A movimentare la situazione di relativo equilibrio instauratasi in Sardegna in età fenicia tra forze culturali differenti, arrivano nell'isola, intorno alla metà del VI sec. a.C., i Punici , ovvero i "fenici" di Cartagine ("punici" è infatti la trasposizione latina del termine greco "phoinikes"), la potente colonia fenicia fondata nel Nord Africa verso la fine del IX sec. a.C.

Il passaggio della Sardegna sotto il dominio cartaginese accentuò ulteriormente il fenomeno di integrazione tra Sardi e Fenici. Tale fenomeno rimase attivo a lungo anche dopo la conquista romana dell'isola.

Al contrario, l'incontro nell'isola tra Fenici e Cartaginesi provocò quel conflitto che non si era manifestato nel contatto tra le genti nuragiche e fenicie.

I dati archeologici rilevati a Monte Sirai, uno dei siti-chiave per la strategia fenicia e punica di controllo territoriale dell'isola, mostrano tracce evidenti di distruzione e incendio riferibili proprio al momento in cui i Cartaginesi giunsero in Sardegna.

Il successo delle ambizioni di conquista dell'isola da parte dei Cartaginesi fu agevolato anche dall'alleanza politico-militare con gli Etruschi, la quale ebbe ripercussioni non solo locali, ma anche nello scacchiere mediterraneo.

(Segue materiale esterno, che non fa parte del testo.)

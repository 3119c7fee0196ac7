//! Readiness detection.
//!
//! Nodes do not announce readiness. A node counts as ready once its client
//! port accepts a TCP connection. Probing backs off exponentially and stops
//! early if the process has already exited.

use std::time::Duration;

use tokio::net::TcpStream;
use tokio::process::Child;
use tokio::time::{sleep, timeout, Instant};
use tracing::{debug, info};

use crate::config::ReadinessPolicy;
use crate::error::{ClusterError, Result};

/// Upper bound for a single connection attempt.
const CONNECT_TIMEOUT: Duration = Duration::from_millis(500);

/// Returns true if something accepts connections at `address`.
pub async fn probe(address: &str) -> bool {
    matches!(
        timeout(CONNECT_TIMEOUT, TcpStream::connect(address)).await,
        Ok(Ok(_))
    )
}

/// Polls `address` until it accepts connections.
///
/// Returns how long the node took to become ready.
///
/// # Errors
///
/// Returns `NodeExited` if `child` terminates first and `NotReady` if the
/// policy's timeout elapses.
pub async fn wait_until_ready(
    node: &str,
    address: &str,
    policy: &ReadinessPolicy,
    child: &mut Child,
) -> Result<Duration> {
    let start = Instant::now();
    let deadline = start + policy.timeout();
    let mut backoff = policy.initial_backoff();
    let mut attempts = 0u32;

    loop {
        if let Some(status) = child.try_wait()? {
            return Err(ClusterError::NodeExited {
                node: node.to_string(),
                status: status.to_string(),
            });
        }

        attempts += 1;
        if probe(address).await {
            let waited = start.elapsed();
            info!(
                node,
                address,
                attempts,
                waited_ms = u64::try_from(waited.as_millis()).unwrap_or(u64::MAX),
                "node ready"
            );
            return Ok(waited);
        }

        let now = Instant::now();
        if now >= deadline {
            return Err(ClusterError::NotReady {
                node: node.to_string(),
                address: address.to_string(),
                waited: now - start,
            });
        }

        debug!(node, address, attempts, backoff = ?backoff, "not ready yet");
        sleep(backoff.min(deadline - now)).await;
        backoff = (backoff * 2).min(policy.max_backoff());
    }
}
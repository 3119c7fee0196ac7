//! Where a test case runs.

use std::fmt;
use std::sync::Arc;
use std::time::Duration;

use rill_client::ClientFactory;
use rill_cluster::ClusterConfig;
use rill_sim::SimConfig;

use crate::error::Result;

/// Dispatch tick used by the default simulated environment.
pub const SIM_DISPATCH_TICK: Duration = Duration::from_millis(10);

/// Simulated nodes in the default environment, matching a three-broker
/// orchestrated topology.
pub const SIM_NODES: usize = 3;

/// Backend a test case acquires.
#[derive(Clone)]
pub enum Environment {
    /// An in-process broker with several node addresses.
    Simulated(SimConfig),
    /// External node processes started by the orchestrator.
    Orchestrated {
        /// Topology, launch commands, and readiness bounds.
        config: ClusterConfig,
        /// Turns a broker address into a client.
        factory: Arc<dyn ClientFactory>,
    },
}

impl Environment {
    /// The default simulated environment.
    #[must_use]
    pub const fn simulated() -> Self {
        Self::Simulated(
            SimConfig::new()
                .nodes(SIM_NODES)
                .dispatch_tick(SIM_DISPATCH_TICK),
        )
    }

    /// An orchestrated environment.
    #[must_use]
    pub fn orchestrated(config: ClusterConfig, factory: Arc<dyn ClientFactory>) -> Self {
        Self::Orchestrated { config, factory }
    }

    /// Picks the orchestrated environment when `RILL_CLUSTER_CONFIG` names a
    /// config file, and the default simulated one otherwise.
    ///
    /// # Errors
    /// Returns an error if the named file cannot be read or parsed.
    pub fn from_env(factory: Arc<dyn ClientFactory>) -> Result<Self> {
        Ok(match ClusterConfig::from_env()? {
            Some(config) => Self::orchestrated(config, factory),
            None => Self::simulated(),
        })
    }

    /// Returns true for the simulated backend.
    #[must_use]
    pub const fn is_simulated(&self) -> bool {
        matches!(self, Self::Simulated(_))
    }
}

impl Default for Environment {
    fn default() -> Self {
        Self::simulated()
    }
}

impl fmt::Debug for Environment {
    fn fmt(&self, f: &mut fmt::Formatter<'_>) -> fmt::Result {
        match self {
            Self::Simulated(config) => f.debug_tuple("Simulated").field(config).finish(),
            Self::Orchestrated { config, .. } => f
                .debug_struct("Orchestrated")
                .field("config", config)
                .finish_non_exhaustive(),
        }
    }
}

La presenza cartaginese fu rafforzata dalla creazione di nuove città, come Cornus (Santa Caterina di Pittinuri) e Neapolis (Guspini). Nacquero anche nuovi centri minori e fortificazioni sparsi in varie zone del territorio isolano.

Particolarmente intenso si fece in questa fase lo sfruttamento agricolo, finalizzato in particolare alla produzione cerealicola.